I didn’t know the difference between pain and sensation.

 

In my yoga classes I tell my students ‘don’t push yourself to the limit, go to where you feel sensation not pain.’ I learned this phrasing from my Yoga Teacher Trainer. She said it so matter of fact. As though it was obvious. Such easy advice. So, when I asked ‘how do you tell the difference between sensation and pain though?’ her answer was simple

 

 

 

 

“well, the pain hurts and the sensation doesn’t.”

 

Oh, duh. Thanks, crystal!

 

I have been dissociated from my body for a long time, probably since before I was 13. In fact, in Second grade (7 years old) I told the school therapist I had a ‘day dream problem.’ I am certain this was the first time I told a social worker what was going on. I went for one reason, for a jolly rancher. Otherwise, it would have been a complete secret. He called my mom. She said to stop looking out the window in class. It was right in front of them but invisible. My invisible monster.

 

Dissociation as webster’s dictionary defines ‘the disconnection or separation of something from something else or the state of being disconnected.’ In psychology the term describes escaping your body and mind. Feelings dull both physically and mentally.

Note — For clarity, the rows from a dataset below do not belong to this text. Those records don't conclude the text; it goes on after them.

//! Key-value persistence for chat transcripts.

use anyhow::{Context, Result, anyhow};
use async_trait::async_trait;
use parking_lot::Mutex;
use rusqlite::{params, Connection, OptionalExtension};
use serde_json::Value;
use std::collections::HashMap;
use std::path::Path;
use std::sync::Arc;

/// Local key-value storage, one JSON value per key.
#[async_trait]
pub trait ChatStore: Send + Sync {
    async fn get(&self, key: &str) -> Result<Option<Value>>;
    async fn set(&self, key: &str, value: Value) -> Result<()>;
    async fn remove(&self, key: &str) -> Result<()>;
}

/// In-memory store. Contents go away with the process.
#[derive(Default)]
pub struct MemoryStore {
    entries: Mutex<HashMap<String, Value>>,
}

impl MemoryStore {
    pub fn new() -> Self {
        Self::default()
    }

    pub fn len(&self) -> usize {
        self.entries.lock().len()
    }

    pub fn is_empty(&self) -> bool {
        self.entries.lock().is_empty()
    }
}

#[async_trait]
impl ChatStore for MemoryStore {
    async fn get(&self, key: &str) -> Result<Option<Value>> {
        Ok(self.entries.lock().get(key).cloned())
    }

    async fn set(&self, key: &str, value: Value) -> Result<()> {
        self.entries.lock().insert(key.to_string(), value);
        Ok(())
    }

    async fn remove(&self, key: &str) -> Result<()> {
        self.entries.lock().remove(key);
        Ok(())
    }
}

/// SQLite-backed store with a single `kv` table.
#[derive(Clone)]
pub struct SqliteStore {
    conn: Arc<Mutex<Connection>>,
}

impl SqliteStore {
    pub fn open(path: &Path) -> Result<Self> {
        if let Some(parent) = path.parent() {
            std::fs::create_dir_all(parent)?;
        }
        let conn = Connection::open(path)
            .with_context(|| format!("opening chat store at {}", path.display()))?;
        Self::init(conn)
    }

    pub fn open_in_memory() -> Result<Self> {
        Self::init(Connection::open_in_memory()?)
    }

    fn init(conn: Connection) -> Result<Self> {
        conn.execute(
            "CREATE TABLE IF NOT EXISTS kv (
                key   TEXT PRIMARY KEY,
                value TEXT NOT NULL
            )",
            [],
        )?;
        Ok(Self {
            conn: Arc::new(Mutex::new(conn)),
        })
    }

    async fn blocking<T, F>(&self, f: F) -> Result<T>
    where
        T: Send + 'static,
        F: FnOnce(&Connection) -> Result<T> + Send + 'static,
    {
        let conn = Arc::clone(&self.conn);
        tokio::task::spawn_blocking(move || {
            let guard = conn.lock();
            f(&*guard)
        })
        .await
        .map_err(|e| anyhow!("chat store task failed: {}", e))?
    }
}

#[async_trait]
impl ChatStore for SqliteStore {
    async fn get(&self, key: &str) -> Result<Option<Value>> {
        let key = key.to_string();
        let raw: Option<String> = self
            .blocking(move |conn| {
                Ok(conn
                    .query_row("SELECT value FROM kv WHERE key = ?1", params![key], |row| {
                        row.get(0)
                    })
                    .optional()?)
            })
            .await?;

        match raw {
            Some(text) => Ok(Some(serde_json::from_str(&text)?)),
            None => Ok(None),
        }
    }

    async fn set(&self, key: &str, value: Value) -> Result<()> {
        let key = key.to_string();
        let text = serde_json::to_string(&value)?;
        self.blocking(move |conn| {
            conn.execute(
                "INSERT INTO kv (key, value) VALUES (?1, ?2)
                 ON CONFLICT(key) DO UPDATE SET value = excluded.value",
                params![key, text],
            )?;
            Ok(())
        })
        .await
    }

    async fn remove(&self, key: &str) -> Result<()> {
        let key = key.to_string();
        self.blocking(move |conn| {
            conn.execute("DELETE FROM kv WHERE key = ?1", params![key])?;
            Ok(())
        })
        .await
    }
}

#[cfg(test)]
mod tests {
    use super::*;
    use serde_json::json;
    use tempfile::tempdir;

    #[tokio::test]
    async fn test_sqlite_set_get_remove() {
        let store = SqliteStore::open_in_memory().unwrap();
        assert_eq!(store.get("chat_1").await.unwrap(), None);

        store.set("chat_1", json!([{"content": "a", "isUser": true}])).await.unwrap();
        store.set("chat_1", json!([{"content": "b", "isUser": true}])).await.unwrap();
        assert_eq!(
            store.get("chat_1").await.unwrap(),
            Some(json!([{"content": "b", "isUser": true}]))
        );

        store.remove("chat_1").await.unwrap();
        assert_eq!(store.get("chat_1").await.unwrap(), None);
    }

    #[tokio::test]
    async fn test_sqlite_persists_across_reopen() {
        let dir = tempdir().unwrap();
        let path = dir.path().join("sessions").join("chat.db");
        {
            let store = SqliteStore::open(&path).unwrap();
            store.set("chat_7", json!(["kept"])).await.unwrap();
        }
        let reopened = SqliteStore::open(&path).unwrap();
        assert_eq!(reopened.get("chat_7").await.unwrap(), Some(json!(["kept"])));
    }

    #[tokio::test]
    async fn test_memory_store() {
        let store = MemoryStore::new();
        store.set("k", json!(1)).await.unwrap();
        assert_eq!(store.len(), 1);
        store.remove("k").await.unwrap();
        assert!(store.is_empty());
    }
}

My vision would lose focus, like a daydream with no substance. I was a quiet, modest girl by nature. I liked to listen to other people have conversations and learn.  Because of my inherent temperament it was easy to rationalize what was going on in my head. But I was not really listening. I was escaping from the chaotic environment before me in a way no one could notice. Adults would say I was such a well-mannered girl.

 

Back then, in my young teens, I would self-harm to allow a sense of departure from my emotional wounds. I would not suggest this but at the time it made sense in my naïve youth. It gave me the desired affect I wanted. To feel something.  To direct my attention to something. To briefly escape from something. Though it worked, I did not know what these somethings were.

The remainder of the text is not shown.